Do I really look that old?
Admitedly it's been a hard year, but I didn't think I looked that bad. I have a good 20 years left before I retire (probably longer, if the Government have their way) and can't say I feel like someone who's about to draw their pension.
Perhaps I'm fooling myself. In the spirit of objectivity, I took this 'warts and all' photo of myself an hour ago:

I only hope that they meant early retirement. Very early retirement.
Things didn't get any better today. I had an appointment at the optician's and was pleased to see that my eye test was being done by a very attractive woman. She had long blonde hair, a strange tattoo on her leg and a breathy voice that sounded as if she was acting very badly. For a moment I thought I'd been transported into a porn film and waited patiently for her to complain how hot the room was and start loosening her clothing. But instead she began telling me that I had reached the age where I should consider getting varifocal lenses.
Varifocal lenses? Great! While I'm at it, I might as well order some Werther's Originals, a waterproof mattress cover and a boxed DVD set of 'Last of the Summer Wine'.
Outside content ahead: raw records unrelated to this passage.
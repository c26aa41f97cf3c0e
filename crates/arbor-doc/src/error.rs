//! Error types for arbor-doc operations.

use std::io;
use thiserror::Error;

use crate::model::TaskId;
use crate::validate::Finding;

/// The error type for document operations.
#[derive(Debug, Error)]
pub enum Error {
    /// IO error occurred while reading or writing a document.
    #[error("IO error: {0}")]
    Io(#[from] io::Error),

    /// The document failed validation.
    #[error("invalid document: {0}")]
    Invalid(Finding),

    /// A status string is not one of the known statuses.
    #[error("invalid status '{0}'")]
    InvalidStatus(String),

    /// A task id is not a positive integer.
    #[error("invalid task id '{0}'")]
    InvalidId(String),

    /// No document exists for the task.
    #[error("document for task #{0} not found")]
    NotFound(TaskId),
}

/// A specialized Result type for arbor-doc operations.
pub type Result<T> = std::result::Result<T, Error>;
I need a holiday. But not here:





It looks like the sort of place where you'd bump into Roger Moore.
Anyway, I must go now before the cocoa boils over.
(Now where did I put my slippers?)
N.B - Since writing this post, I have been out for curry with a lovely person 41 years older than me. She drank me under the table. I need to listen to Dale Carnegie: 'Stop Worrying and Start Living'!